日本地球惑星科学連合2023年大会

講演情報

[J] 口頭発表

セッション記号 H (地球人間圏科学) » H-CG 地球人間圏科学複合領域・一般

[H-CG23] 気候変動への適応とその社会実装

2023年5月22日(月) 13:45 〜 15:00 202 (幕張メッセ国際会議場)

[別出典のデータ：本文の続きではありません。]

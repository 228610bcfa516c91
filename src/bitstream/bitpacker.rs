use log::error;

use crate::huffman_coding::code::{Code, CODE_MASK, MAX_CODE_LEN};

/// Packs variable length codes into a byte buffer, most significant bit first.
pub struct BitPacker {
    pub output: Vec<u8>,
    pub last_bits: u8,
    queue: u64,
    q_bits: u8,
}

impl BitPacker {
    /// Create a new BitPacker with an output buffer of size specified. Suggest the
    /// size be set to the chunk size. Call flush() to flush the bit queue to the buffer
    /// before taking the output.
    pub fn new(size: usize) -> Self {
        Self {
            output: Vec::with_capacity(size),
            last_bits: 0,
            queue: 0,
            q_bits: 0,
        }
    }

    /// Move every full byte in the queue to the output.
    fn write_stream(&mut self) {
        while self.q_bits > 7 {
            let byte = (self.queue >> (self.q_bits - 8)) as u8;
            self.output.push(byte); //push the packed byte out
            self.q_bits -= 8; //adjust the count of bits left in the queue
        }
    }

    /*
    NOTE: out56 takes a packed code word. The 8 most significant bits of the word say how
    many bits to write. Those bits sit left-justified in the low 56 bits.
    Eg 0x03_A0000000000000 writes out 101.
    The queue never holds more than 7 bits between calls, so 56 more always fit.
    */
    /// Writes 1-56 bits encoded with the number of bits to write in the most
    /// significant byte of a 64 bit word.
    pub fn out56(&mut self, word: u64) {
        let depth = (word >> MAX_CODE_LEN) as u8; //get bit length from the top byte
        let data = (word & CODE_MASK) >> (MAX_CODE_LEN - depth); //right-justify the bits
        self.queue <<= depth; //shift queue by bit length
        self.queue |= data; //add data portion to queue
        self.q_bits += depth; //update depth of queue bits
        self.write_stream();
    }

    /// Put one code on the stream.
    pub fn out_code(&mut self, code: &Code) {
        self.out56(code.packed());
    }

    /// Flushes the remaining bits (1-7) from the buffer, padding with 0s in the least
    /// signficant bits
    pub fn flush(&mut self) {
        self.last_bits = self.q_bits % 8;
        if self.q_bits > 0 {
            self.queue <<= 8 - self.q_bits; //pad the queue with zeros
            self.q_bits += 8 - self.q_bits;
            self.write_stream(); // write out all that is left
            if self.q_bits > 0 {
                error!("Stuff left in the BitPacker queue.");
            }
        }
    }

    /// Number of bits written so far, including any still in the queue.
    pub fn bit_len(&self) -> usize {
        self.output.len() * 8 + self.q_bits as usize
    }

    /// Debugging function to return the number of bytes.bits output so far
    pub fn loc(&self) -> String {
        format! {"[{}.{}]", self.bit_len() / 8, self.bit_len() % 8}
    }
}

コンビーナ:山野 博哉(国立環境研究所)、石川 洋一(海洋研究開発機構)、大楽 浩司(筑波大学)、田村 誠(茨城大学地球・地域環境共創機構)、座長:山野 博哉(国立環境研究所)、石川 洋一(海洋研究開発機構)、大楽 浩司(筑波大学)、田村 誠(茨城大学地球・地域環境共創機構)


14:15 〜 14:30

[HCG23-03] モンゴルの草原生態系における気候変動や放牧強度が永久凍土の融解に及ぼす影響のシミュレーション

*王 勤学1、岡寺 智大1、中山 忠暢1、孫 志剛2、呉 通華3、バトヘシゲ オチルバト 4、渡邊 正孝5 (1.国立研究開発法人 国立環境研究所、2.中国科学院 地理科学資源研究所、3.中国科学院西北生態環境資源研究院、4.モンゴル科学院 地理学地生態学研究所、5.中央大学 研究開発機構)

キーワード:草原生態系、放牧強度、永久凍土

陸域生態系における気候変動が永久凍土の融解に及ぼす影響を検出するために、我々は2007年からモンゴル中北部において永久凍土のモニタリングネットワークを構築してきた。このネットワークには、様々な陸域生態系において地温プロファイルを測定するための 8 つのボアホールや3つの気象観測ステーションが含まれている。観測によると、草原生態系の下の永久凍土は、森林や湿地など他の生態系より急速に劣化していることが分かった(Wang et al., 2022)。本研究の目的は、SHAW (Simultaneous Heat And Water) モデル(Flerchinger et al., 1989, 2017)を用いて、気候変動や放牧強度などがモンゴルの草原生態系の下に分布する永久凍土の融解に及ぼす影響を解明することである。 まず、2008年から2020年までの観測データを用いてSHAW モデルを較正した。その次、較正されたモデルを用いていろいろなシナリオにわたる気候変動と放牧強度が永久凍土の融解に及ぼす影響のシミュレーションを行った。
気候変動による影響を評価するため、4つの気温上昇シナリオおよび5つの降水量変動シナリオを設定した。そのうち、気温上昇シナリオには、現在の気温(Ta、℃)、およびIPCC AR6 (IPCC, 2021)で示された五つのシナリオのうち、今世紀末までに1.5℃に相当する「SSP1-1.9シナリオ」、1.5℃を超える「SSP1-2.6シナリオ」および4.0 ℃を超える「SSP5-8.5シナリオ」を選びました。降水量変動シナリオには、現在の降水量(P、mm)およびその他の四つのシナリオ (0.50×P、0.75×P、1.25×P、および 1.50×P、mm)を設定しました。さらに、放牧強度は永久凍土に及ぼす影響を評価するため、四つのシナリオ(放牧なし、軽度の放牧、中度の放牧、および重度の放牧など四つのシナリオを含まれている。
数値実験の結果は、温暖化、特に降水量の変動が永久凍土の活動層を維持する上で重要な役割を果たしている一方で、土壌水分の高い湿潤の条件下での放牧は永久凍土層に明らかな影響を与えないが、土壌水分の低い干ばつの条件下での過放牧は永久凍土の融解を明らかに促進する可能性があると示された。要するに、この数値実験は、温暖化に伴う干ばつと過放牧が同時に発生した場合、モンゴルの草原生態系の下の永久凍土がより脆弱になることを示唆されている。したがって、放牧の強度を制御することは、永久凍土を維持するために重要であろうと考えられる。